We respond to this sense of incompetence not with modesty, but by doubling down on our self-assertion. The model of what Lasch has in mind might be a retiree living on a government pension who reacts to his lack of independence by joining the Tea Party and talking constantly about self-reliance and entrepreneurship; unable to admit his own dependence on others, he channels his anxiety into angry accusations that others are not carrying their own weight. This is what Lasch means by narcissism. Without any proper, well-founded sense of self-mastery, we substitute loud proclamations of our own importance and virtue. Aware that we lack something but unsure what it is or how to get it, we become obsessed with the inner workings of our own minds. Constantly gazing inward, we lose sight of the outside world -- what matters most to us about anything is how it makes us feel. Our social interactions are poisoned by our sense of weakness and failure; we see the social world as a field of struggle where there are winners and losers, so we strive to be among the winners rather than just to make friends. The only way we can imagine to assuage our nagging sense of inadequacy is "success" -- money, fame, the corner office, the beautiful spouse. With no other signposts of achieving a good life, we focus on numbers; who has the most money, the most Facebook friends, the most page views on his blog. But none of it works, because no matter how much we earn and how many lavish trips we take to the far corners of the world, we never really feel that the path we have taken is the right one.
Lasch was too good a historian to mistake his model of nineteenth-century life for the real thing. But he certainly believed that we had lost something vital that our ancestors used to have. As a quasi-Freudian he believed that our personalities are formed largely within the family, and therefore that the major changes he saw in the world must derive from changes within the family, changes that we was sure must be for the worse.

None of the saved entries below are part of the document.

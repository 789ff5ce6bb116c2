//! Contact page: internship programme, contact channels and FAQ.

use dioxus::prelude::*;
use nirvaha_core::contact::{
    CONTACT_CHANNELS, FAQS, INTERNSHIP_DAYS, INTERNSHIP_APPLY_LABEL, INTERNSHIP_DOMAINS,
    INTERNSHIP_FORM_URL, INTERNSHIP_OFFERS,
};
use nirvaha_ui::{ExternalButton, GlowPanel, PageHero};

#[component]
pub fn Contact() -> Element {
    rsx! {
        div { class: "container",
            PageHero {
                title: "Join Our Team",
                subtitle: "Discover opportunities to grow with Nirvaha".to_string(),
            }

            GlowPanel { class: "internship".to_string(), glow: 0.2,
                div { class: "internship-header",
                    span { class: "internship-icon", "\u{1F31F}" }
                    h2 { class: "section-title", "Internship Opportunities" }
                }
                p { class: "section-body",
                    "Risk Guard Enterprise x NIRVAHA is offering a {INTERNSHIP_DAYS}-day internship"
                }
                div { class: "internship-columns",
                    div {
                        h3 { class: "card-title", "What We Offer:" }
                        ul { class: "check-list",
                            for offer in INTERNSHIP_OFFERS {
                                li { key: "{offer}",
                                    span { class: "check", "\u{2713}" }
                                    "{offer}"
                                }
                            }
                        }
                    }
                    div {
                        h3 { class: "card-title", "Available Domains:" }
                        div { class: "tag-row",
                            for domain in INTERNSHIP_DOMAINS {
                                span { key: "{domain}", class: "tag", "{domain}" }
                            }
                        }
                    }
                }
                ExternalButton { href: INTERNSHIP_FORM_URL.to_string(), "{INTERNSHIP_APPLY_LABEL}" }
            }

            div { class: "card-grid three",
                for channel in CONTACT_CHANNELS {
                    a { key: "{channel.title}", class: "card contact-card", href: channel.href,
                        div { class: "card-icon", "{channel.icon}" }
                        h3 { class: "card-title", "{channel.title}" }
                        p { class: "card-text", "{channel.info}" }
                    }
                }
            }

            section { class: "section",
                h2 { class: "section-title centered", "Frequently Asked Questions" }
                div { class: "faq-list",
                    for faq in FAQS {
                        div { key: "{faq.question}", class: "card faq",
                            h3 { class: "card-title", "{faq.question}" }
                            p { class: "card-text", "{faq.answer}" }
                        }
                    }
                }
            }
        }
    }
}
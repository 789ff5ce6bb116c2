//! Nirvaha UI Components
//!
//! Dioxus building blocks shared by every page of the app.
//!
//! ## Design Language
//!
//! - **Deep navy (#0a192f)**: page backgrounds
//! - **Teal (#00d5b0)**: primary actions, highlights, active states
//! - **Soft grey**: body copy
//!
//! Sections float on rounded dark panels with two blurred teal glows in
//! opposite corners.

pub mod components;

pub use components::*;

I am ambivalent. My understanding of the past does include a sense that most work used to be more real and fulfilling than bureaucracy, but on the other hand people had lots of other worries: smallpox, wolves, frequent low-level warfare, drought, flood, famine. Do our lives really feel more out of control than theirs did? Now we have experts telling us how to do everything; without experts they regularly consulted oracles and shamans for some sort of guidance. What Lasch says about changes in the parent-child relationship interest me, but then in old Europe and colonial America many thousands of people hated their families and fled as far away as they could. So I am not sure that Lasch's model is the right one.
On the other hand millions of us really do suffer from vague anxiety and depression, and this strikes me as a phenomenon that needs some kind of explanation.